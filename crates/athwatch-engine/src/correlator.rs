use std::sync::{Arc, Mutex, MutexGuard};

use athwatch_models::{
    Decision, DecisionPolicy, PipelineConfig, PipelineEvent, RequestContext, Slot, TimingConfig,
};
use tokio::sync::mpsc;
use tokio::time::Instant;
use tracing::{debug, info, warn};

use crate::classify::{classify_verification, Verdict};
use crate::evaluator::{evaluate, Evaluation};
use crate::events::EventBus;
use crate::table::{CorrelationEntry, CorrelationTable, ResponderState};

/// Where a request stands once every slot has been tried.
#[derive(Debug, Clone, Copy, PartialEq, Eq)]
pub enum DispatchState {
    /// Reached at least one responder; replies are still outstanding.
    Awaiting,
    /// Reached, and already decided or dropped.
    Settled,
    /// No responder was reached; the entry was discarded.
    Unreachable,
}

/// Result of one evaluation that has to leave the table.
enum Outcome {
    Decided(Decision),
    Dropped(String),
}

/// Owns the correlation table and turns table changes into decisions.
///
/// Every method takes the table lock for one synchronous step and releases
/// it before anything is published, so the lock is never held across an
/// `.await`.
#[derive(Clone)]
pub struct Correlator {
    table: Arc<Mutex<CorrelationTable>>,
    timing: TimingConfig,
    policy: DecisionPolicy,
    decisions: mpsc::UnboundedSender<Decision>,
    events: EventBus,
}

impl Correlator {
    pub fn new(
        config: &PipelineConfig,
        decisions: mpsc::UnboundedSender<Decision>,
        events: EventBus,
    ) -> Self {
        Self {
            table: Arc::new(Mutex::new(CorrelationTable::new())),
            timing: config.timing.clone(),
            policy: config.decision_policy,
            decisions,
            events,
        }
    }

    /// A correlator together with the receiving end of its decision queue.
    pub fn with_queue(
        config: &PipelineConfig,
        events: EventBus,
    ) -> (Self, mpsc::UnboundedReceiver<Decision>) {
        let (tx, rx) = mpsc::unbounded_channel();
        (Self::new(config, tx, events), rx)
    }

    fn table(&self) -> MutexGuard<'_, CorrelationTable> {
        // A panic mid-step leaves at worst one half-written entry; keep going.
        self.table.lock().unwrap_or_else(|e| e.into_inner())
    }

    pub fn events(&self) -> &EventBus {
        &self.events
    }

    /// Clear every entry left over from the previous cycle.
    pub fn begin_cycle(&self) -> usize {
        let cleared = self.table().begin_cycle();
        if cleared > 0 {
            debug!(cleared, "Cleared previous cycle");
        }
        cleared
    }

    pub fn seed(&self, context: RequestContext, slots: &[Slot]) -> bool {
        self.table().seed(context, slots, Instant::now())
    }

    pub fn mark_pending(&self, id: &str, slot: Slot) -> bool {
        self.table().mark_pending(id, slot)
    }

    /// Called once the dispatcher has tried every slot of `id`.
    ///
    /// An entry no responder was reached for is discarded. Otherwise slots
    /// that were never reached stop counting as outstanding, which may settle
    /// the entry right away. A reply that decided the request during the
    /// sends counts as reached, even if the decision was already consumed.
    pub fn finish_dispatch(&self, id: &str) -> DispatchState {
        let (state, outcome) = {
            let mut table = self.table();
            let Some(entry) = table.get_mut(id) else {
                return DispatchState::Settled;
            };
            if entry.decided {
                entry.dispatched = true;
                return DispatchState::Settled;
            }
            if !entry.reached_any() {
                table.discard(id);
                return DispatchState::Unreachable;
            }
            entry.dispatched = true;
            match self.evaluate_locked(&mut table, id, Instant::now()) {
                Some(outcome) => (DispatchState::Settled, Some(outcome)),
                None => (DispatchState::Awaiting, None),
            }
        };
        self.publish(outcome);
        state
    }

    pub fn discard(&self, id: &str) -> bool {
        self.table().discard(id)
    }

    /// Remove the entry that produced `decision` once it has been consumed.
    pub fn release(&self, decision: &Decision) -> bool {
        self.table()
            .release(&decision.request_id, decision.id)
            .is_some()
    }

    pub fn is_live(&self, id: &str) -> bool {
        self.table().is_live(id)
    }

    pub fn len(&self) -> usize {
        self.table().len()
    }

    pub fn is_empty(&self) -> bool {
        self.table().is_empty()
    }

    /// Copy of an entry, for inspection.
    pub fn entry(&self, id: &str) -> Option<CorrelationEntry> {
        self.table().get(id).cloned()
    }

    /// Classify a verification reply, record it, and evaluate the matched
    /// request.
    pub fn on_verification_reply(&self, slot: Slot, text: &str) -> Verdict {
        let (verdict, outcome) = {
            let mut table = self.table();
            let verdict = classify_verification(text, slot, |id| table.is_live(id));

            let recorded = match &verdict {
                Verdict::Ok {
                    request_id,
                    seconds,
                } => Some((request_id, ResponderState::Ok(*seconds))),
                Verdict::NotAvailable { request_id } => {
                    Some((request_id, ResponderState::NotAvailable))
                }
                Verdict::Malformed { request_id, raw } => {
                    warn!(address = %request_id, responder = %slot, %raw, "Unreadable value in verification reply");
                    Some((request_id, ResponderState::Malformed))
                }
                Verdict::NoMatch => None,
            };

            let outcome = match recorded {
                Some((id, state)) => {
                    if table.record(id, slot, state) {
                        info!(address = %id, responder = %slot, ?state, "Verification reply recorded");
                        self.evaluate_locked(&mut table, id, Instant::now())
                    } else {
                        debug!(address = %id, responder = %slot, "Late reply ignored");
                        None
                    }
                }
                None => None,
            };
            (verdict, outcome)
        };
        self.publish(outcome);
        verdict
    }

    /// Evaluate a single request now.
    pub fn evaluate(&self, id: &str) -> Evaluation {
        let (evaluation, outcome) = {
            let mut table = self.table();
            let evaluation = evaluate(table.get_mut(id), Instant::now(), &self.timing, self.policy);
            let outcome = self.outcome_of(&mut table, id, evaluation);
            (evaluation, outcome)
        };
        self.publish(outcome);
        evaluation
    }

    /// One pass of the timeout monitor.
    ///
    /// Ages every undecided entry. When `paused` nothing is decided; the
    /// aged entries resolve on the first sweep after resume. Returns how many
    /// entries reached a final outcome.
    pub fn sweep(&self, paused: bool) -> usize {
        let now = Instant::now();
        let outcomes: Vec<Outcome> = {
            let mut table = self.table();
            let ids = table.live_ids();
            if paused {
                for id in &ids {
                    if let Some(entry) = table.get_mut(id) {
                        entry.age(now, |slot| self.timing.responder_timeout(slot));
                    }
                }
                Vec::new()
            } else {
                ids.iter()
                    .filter_map(|id| self.evaluate_locked(&mut table, id, now))
                    .collect()
            }
        };
        let settled = outcomes.len();
        for outcome in outcomes {
            self.publish(Some(outcome));
        }
        settled
    }

    fn evaluate_locked(
        &self,
        table: &mut CorrelationTable,
        id: &str,
        now: Instant,
    ) -> Option<Outcome> {
        let evaluation = evaluate(table.get_mut(id), now, &self.timing, self.policy);
        self.outcome_of(table, id, evaluation)
    }

    fn outcome_of(
        &self,
        table: &mut CorrelationTable,
        id: &str,
        evaluation: Evaluation,
    ) -> Option<Outcome> {
        match evaluation {
            Evaluation::NoOp => None,
            Evaluation::Dropped => Some(Outcome::Dropped(id.to_string())),
            Evaluation::Decided { source, value } => table.get_mut(id).map(|entry| {
                let decision = Decision::new(value, source, entry.context.clone());
                entry.decision_id = Some(decision.id);
                Outcome::Decided(decision)
            }),
        }
    }

    fn publish(&self, outcome: Option<Outcome>) {
        match outcome {
            None => {}
            Some(Outcome::Dropped(address)) => {
                info!(%address, "No responder produced a value, dropping");
                self.events.emit(PipelineEvent::Dropped { address });
            }
            Some(Outcome::Decided(decision)) => {
                info!(
                    address = %decision.request_id,
                    responder = %decision.source,
                    seconds = decision.chosen_value,
                    "Decision reached"
                );
                self.events.emit(PipelineEvent::Decided {
                    decision: decision.clone(),
                });
                if self.decisions.send(decision).is_err() {
                    warn!("Decision queue closed, decision lost");
                }
            }
        }
    }
}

- What the exercise asks
State the number of lines in the listing that include the word "NotAvailable", without any other text.

- Result
2